Ce ne sont pas deux, ni trois, mais bien quatre clients qui se sont bousculés à mon cabinet, au cours du mois de mai (chose rare, car généralement, mes clients sont des gens bien élevés et ne se bousculent pas), pour se plaindre unanimement (mais au cours de rendez-vous différents, je vous rassure, je respecte le secret professionnel !) d’avoir reçu des actes d’huissiers ou fait l’objet de saisies, généralement , sur demande d’une banque et, généralement aussi, pour des montants significatifs.

Vous me direz, jusque-là, pourquoi pas ? Cela signifierait simplement que mon cabinet est bien référencé et que, si vous avez un problème avec une banque, « who you gonna call » ? (ceux qui sont nés après 1990 ne peuvent pas répondre à cette question, je précise).

Cependant, et c’est là que ça devient intéressant, tous sont venus se plaindre de ce que leur créancier leur demandait le paiement d’une somme résultant d’une vieille condamnation judiciaire… qu’il n’avait jamais pris la peine de faire exécuter auparavant.

Certains avaient des accords, qu’ils exécutaient au compte-gouttes depuis 15 ans, d’autres pensaient que tout était soldé, etc…

En réalité, les banques et les créanciers professionnels se sont réveillés pour faire le ménage de printemps de leurs vieux dossiers contentieux, alertés probablement depuis quelques mois sur l’arrivée d’une date, qui a fait date… le 19 juin 2018.

Là, vous trépignez d’impatience pour savoir ce qu’il s’est passé ce jour-là ?

Ça tombe bien, c’est justement l’objet de cet article.

10 ans auparavant, la loi n° 2008-561 du 17 juin 2008 a réformé le droit de la prescription.

Avant cette date et sans rentrer dans trop de subtilités juridiques, le bénéficiaire d’une décision de justice pouvait exécuter celle-ci pendant une durée de 30 ans.
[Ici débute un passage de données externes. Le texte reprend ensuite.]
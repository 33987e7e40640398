//! Reviewer assignment.
//!
//! Coverage of the reviewee side is mandatory; reviewer participation is not.
//! - Single pool: a shuffled ring where every member reviews the next one.
//! - Dual pool: `A→B` and `B→A` directional passes over two disjoint pools.
//!   When there are more candidate reviewers than reviewees only as many
//!   reviewers as needed are drawn (load 1 each); otherwise every reviewer
//!   takes part round-robin and loads differ by at most one.

use crate::core::shuffle::{FisherYates, Shuffler};
use crate::domain::model::{Assignment, AssignmentMode, Person};
use crate::utils::error::{Result, RosterError};
use crate::utils::validation::{validate_disjoint, validate_min_pool_size, validate_pool};
use rand::rngs::StdRng;
use std::collections::btree_map::Entry;
use std::collections::BTreeMap;

pub const SINGLE_POOL_MIN_SIZE: usize = 2;

/// Reviewer to reviewees accumulated by one directional pass.
pub type DirectionalAssignment = BTreeMap<Person, Vec<Person>>;

pub struct ReviewAssigner<S: Shuffler> {
    shuffler: S,
}

impl ReviewAssigner<FisherYates<StdRng>> {
    pub fn from_os_rng() -> Self {
        Self::new(FisherYates::from_os_rng())
    }

    pub fn seeded(seed: u64) -> Self {
        Self::new(FisherYates::seeded(seed))
    }
}

impl<S: Shuffler> ReviewAssigner<S> {
    pub fn new(shuffler: S) -> Self {
        Self { shuffler }
    }

    /// Every member reviews exactly one other member and is reviewed exactly once.
    pub fn assign_single_pool(&mut self, people: &[Person]) -> Result<Assignment> {
        validate_pool("single pool", people)?;
        validate_min_pool_size("single pool", people, SINGLE_POOL_MIN_SIZE)?;

        let mut ring = people.to_vec();
        self.shuffler.shuffle(&mut ring);

        let n = ring.len();
        let entries: BTreeMap<Person, Vec<Person>> = (0..n)
            .map(|i| (ring[i].clone(), vec![ring[(i + 1) % n].clone()]))
            .collect();

        tracing::debug!("Single pool ring built over {} people", n);
        Ok(Assignment::new(AssignmentMode::Single, entries))
    }

    /// Cross review between two disjoint pools; both sides end up fully covered.
    pub fn assign_dual_pool(&mut self, pool_a: &[Person], pool_b: &[Person]) -> Result<Assignment> {
        validate_pool("poolA", pool_a)?;
        validate_pool("poolB", pool_b)?;
        validate_disjoint(pool_a, pool_b)?;

        let mut entries = self.assign_direction(pool_a, pool_b, "A→B")?;
        let reverse = self.assign_direction(pool_b, pool_a, "B→A")?;
        merge_into(&mut entries, reverse);

        Ok(Assignment::new(AssignmentMode::Dual, entries))
    }

    /// Distributes every reviewee to exactly one reviewer. `direction` only labels errors and logs.
    pub fn assign_direction(
        &mut self,
        reviewers: &[Person],
        reviewees: &[Person],
        direction: &str,
    ) -> Result<DirectionalAssignment> {
        if reviewees.is_empty() {
            return Ok(DirectionalAssignment::new());
        }
        if reviewers.is_empty() {
            return Err(RosterError::validation_with_ids(
                format!(
                    "direction {}: no reviewers available to cover {} reviewees",
                    direction,
                    reviewees.len()
                ),
                reviewees.iter().map(|p| p.employee_id().to_string()).collect(),
            ));
        }

        let mut shuffled_reviewees = reviewees.to_vec();
        self.shuffler.shuffle(&mut shuffled_reviewees);
        let mut shuffled_reviewers = reviewers.to_vec();
        self.shuffler.shuffle(&mut shuffled_reviewers);

        let mut assignment = DirectionalAssignment::new();

        if shuffled_reviewers.len() >= shuffled_reviewees.len() {
            // Large pool reviews small pool: draw one reviewer per reviewee.
            shuffled_reviewers.truncate(shuffled_reviewees.len());
            for (reviewer, reviewee) in shuffled_reviewers.into_iter().zip(shuffled_reviewees) {
                assignment.insert(reviewer, vec![reviewee]);
            }
            tracing::debug!(
                "Direction {}: sampled {} of {} reviewers, load 1 each",
                direction,
                reviewees.len(),
                reviewers.len()
            );
        } else {
            // Small pool reviews large pool: everyone works, round-robin.
            let reviewer_count = shuffled_reviewers.len();
            for (i, reviewee) in shuffled_reviewees.into_iter().enumerate() {
                let reviewer = &shuffled_reviewers[i % reviewer_count];
                assignment
                    .entry(reviewer.clone())
                    .or_default()
                    .push(reviewee);
            }
            tracing::debug!(
                "Direction {}: {} reviewers share {} reviewees",
                direction,
                reviewer_count,
                reviewees.len()
            );
        }

        Ok(assignment)
    }
}

/// Unions reviewee lists when a reviewer already has an entry.
fn merge_into(target: &mut DirectionalAssignment, part: DirectionalAssignment) {
    for (reviewer, reviewees) in part {
        match target.entry(reviewer) {
            Entry::Vacant(slot) => {
                slot.insert(reviewees);
            }
            Entry::Occupied(mut slot) => {
                tracing::warn!(
                    "Reviewer {} assigned in both directions, merging reviewee lists",
                    slot.key()
                );
                slot.get_mut().extend(reviewees);
            }
        }
    }
}

/// Single-pool assignment with an OS-seeded shuffle.
pub fn assign_single_pool(people: &[Person]) -> Result<Assignment> {
    ReviewAssigner::from_os_rng().assign_single_pool(people)
}

/// Dual-pool assignment with an OS-seeded shuffle.
pub fn assign_dual_pool(pool_a: &[Person], pool_b: &[Person]) -> Result<Assignment> {
    ReviewAssigner::from_os_rng().assign_dual_pool(pool_a, pool_b)
}

#[cfg(test)]
mod tests {
    use super::*;
    use crate::core::shuffle::KeepOrder;

    fn person(name: &str, id: &str) -> Person {
        Person::new(name, id).unwrap()
    }

    fn pool(prefix: &str, ids: std::ops::RangeInclusive<u32>) -> Vec<Person> {
        ids.map(|i| person(&format!("{}{}", prefix, i), &format!("E{}", i)))
            .collect()
    }

    fn ids(people: &[Person]) -> Vec<&str> {
        people.iter().map(Person::employee_id).collect()
    }

    #[test]
    fn test_two_people_review_each_other() {
        let a = person("A", "E1");
        let b = person("B", "E2");
        let assignment = ReviewAssigner::new(KeepOrder)
            .assign_single_pool(&[a.clone(), b.clone()])
            .unwrap();

        assert_eq!(assignment.len(), 2);
        assert_eq!(assignment.get(&a), Some(&[b.clone()][..]));
        assert_eq!(assignment.get(&b), Some(&[a][..]));
        assert_eq!(assignment.mode(), AssignmentMode::Single);
    }

    #[test]
    fn test_single_pool_ring_with_identity_order() {
        let people = pool("P", 1..=4);
        let assignment = ReviewAssigner::new(KeepOrder)
            .assign_single_pool(&people)
            .unwrap();

        assert_eq!(ids(assignment.reviewees_of("E1").unwrap()), vec!["E2"]);
        assert_eq!(ids(assignment.reviewees_of("E3").unwrap()), vec!["E4"]);
        assert_eq!(ids(assignment.reviewees_of("E4").unwrap()), vec!["E1"]);
    }

    #[test]
    fn test_single_pool_rejects_one_person() {
        let err = ReviewAssigner::seeded(1)
            .assign_single_pool(&[person("A", "E1")])
            .unwrap_err();
        assert!(matches!(err, RosterError::ValidationError { .. }));
        assert!(err.to_string().contains("at least 2"));
    }

    #[test]
    fn test_single_pool_rejects_duplicates_and_empty() {
        let dup = vec![person("A", "E1"), person("B", "E1")];
        let err = ReviewAssigner::seeded(1).assign_single_pool(&dup).unwrap_err();
        assert_eq!(err.employee_ids(), ["E1".to_string()]);
        assert!(err.to_string().contains("single pool"));

        assert!(ReviewAssigner::seeded(1).assign_single_pool(&[]).is_err());
    }

    #[test]
    fn test_dual_pool_identity_example() {
        let pool_a = pool("A", 1..=3);
        let pool_b = vec![person("B1", "E4")];
        let assignment = ReviewAssigner::new(KeepOrder)
            .assign_dual_pool(&pool_a, &pool_b)
            .unwrap();

        // A→B draws only E1; E2 and E3 are idle in that direction.
        assert_eq!(ids(assignment.reviewees_of("E1").unwrap()), vec!["E4"]);
        assert!(assignment.reviewees_of("E2").is_none());
        assert!(assignment.reviewees_of("E3").is_none());
        // B→A: the single member of B covers all of A.
        assert_eq!(
            ids(assignment.reviewees_of("E4").unwrap()),
            vec!["E1", "E2", "E3"]
        );
        assert_eq!(assignment.mode(), AssignmentMode::Dual);
    }

    #[test]
    fn test_dual_pool_overlap_names_ids() {
        let pool_a = vec![person("A", "E1"), person("B", "E2")];
        let pool_b = vec![person("B again", "E2"), person("C", "E3")];
        let err = ReviewAssigner::seeded(9)
            .assign_dual_pool(&pool_a, &pool_b)
            .unwrap_err();

        assert_eq!(err.employee_ids(), ["E2".to_string()]);
        assert!(err.to_string().contains("E2"));
    }

    #[test]
    fn test_dual_pool_validates_each_pool() {
        let good = pool("A", 1..=2);
        let dup = vec![person("X", "E9"), person("Y", "E9")];
        let err = ReviewAssigner::seeded(2).assign_dual_pool(&good, &dup).unwrap_err();
        assert!(err.to_string().contains("poolB"));

        let err = ReviewAssigner::seeded(2).assign_dual_pool(&[], &good).unwrap_err();
        assert!(err.to_string().contains("poolA"));
    }

    #[test]
    fn test_direction_with_no_reviewees_is_empty() {
        let result = ReviewAssigner::seeded(5)
            .assign_direction(&[], &[], "A→B")
            .unwrap();
        assert!(result.is_empty());
    }

    #[test]
    fn test_direction_without_reviewers_fails() {
        let err = ReviewAssigner::seeded(5)
            .assign_direction(&[], &pool("B", 1..=2), "A→B")
            .unwrap_err();
        assert!(err.to_string().contains("A→B"));
        assert_eq!(err.employee_ids().len(), 2);
    }

    #[test]
    fn test_direction_round_robin_identity() {
        let reviewers = pool("R", 1..=2);
        let reviewees = pool("T", 3..=7);
        let result = ReviewAssigner::new(KeepOrder)
            .assign_direction(&reviewers, &reviewees, "R→T")
            .unwrap();

        assert_eq!(ids(&result[&reviewers[0]]), vec!["E3", "E5", "E7"]);
        assert_eq!(ids(&result[&reviewers[1]]), vec!["E4", "E6"]);
    }

    #[test]
    fn test_caller_pools_are_not_reordered() {
        let pool_a = pool("A", 1..=6);
        let pool_b = pool("B", 7..=9);
        let before_a = pool_a.clone();
        let before_b = pool_b.clone();

        ReviewAssigner::seeded(11)
            .assign_dual_pool(&pool_a, &pool_b)
            .unwrap();

        assert_eq!(ids(&pool_a), ids(&before_a));
        assert_eq!(ids(&pool_b), ids(&before_b));
    }

    #[test]
    fn test_seeded_runs_are_reproducible() {
        let people = pool("P", 1..=12);
        let first = ReviewAssigner::seeded(2024).assign_single_pool(&people).unwrap();
        let second = ReviewAssigner::seeded(2024).assign_single_pool(&people).unwrap();
        assert_eq!(first, second);

        let pool_a = pool("A", 1..=3);
        let pool_b = pool("B", 4..=10);
        let first = ReviewAssigner::seeded(7).assign_dual_pool(&pool_a, &pool_b).unwrap();
        let second = ReviewAssigner::seeded(7).assign_dual_pool(&pool_a, &pool_b).unwrap();
        assert_eq!(first, second);
    }

    #[test]
    fn test_merge_unions_lists() {
        let r = person("R", "E1");
        let mut target = DirectionalAssignment::new();
        target.insert(r.clone(), vec![person("X", "E2")]);
        let mut part = DirectionalAssignment::new();
        part.insert(r.clone(), vec![person("Y", "E3")]);
        part.insert(person("S", "E4"), vec![person("Z", "E5")]);

        merge_into(&mut target, part);

        assert_eq!(ids(&target[&r]), vec!["E2", "E3"]);
        assert_eq!(target.len(), 2);
    }

    #[test]
    fn test_os_seeded_helpers_hold_invariants() {
        let people = pool("P", 1..=5);
        let assignment = assign_single_pool(&people).unwrap();
        assert_eq!(assignment.len(), 5);
        assert!(assignment
            .iter()
            .all(|(reviewer, reviewees)| reviewees.len() == 1 && reviewees[0] != *reviewer));

        let assignment = assign_dual_pool(&pool("A", 1..=2), &pool("B", 3..=3)).unwrap();
        assert_eq!(assignment.covered_reviewee_ids().len(), 3);
    }
}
En somme, vous disposiez d’un jugement de condamnation de votre débiteur à vous régler la somme de 10.000 € : vous pouviez débarquer dans sa vie 29 ans après la date de la décision pour demander votre dû (avec quelques intérêts supplémentaires !) et ce, quand bien même la créance pour laquelle vous aviez eu recours à la justice était, elle, soumise à une prescription plus courte : c’est ce qu’on appelait « l’inversion de prescription ».

La loi de 2008 a mis le holà à ces agapes éternelles en réduisant à 10 ans la durée pour exécuter les décisions judiciaires.

Cette loi, promulguée le 19 juin 2008, comportait des dispositions relatives à sa propre applicabilité dans le temps et, en particulier, prévoyait que toute prescription plus courte, prévue par ce nouveau texte, se substituait aux prescriptions en cours (c’est un peu plus compliqué que ça, mais là aussi, je vous épargne les détails).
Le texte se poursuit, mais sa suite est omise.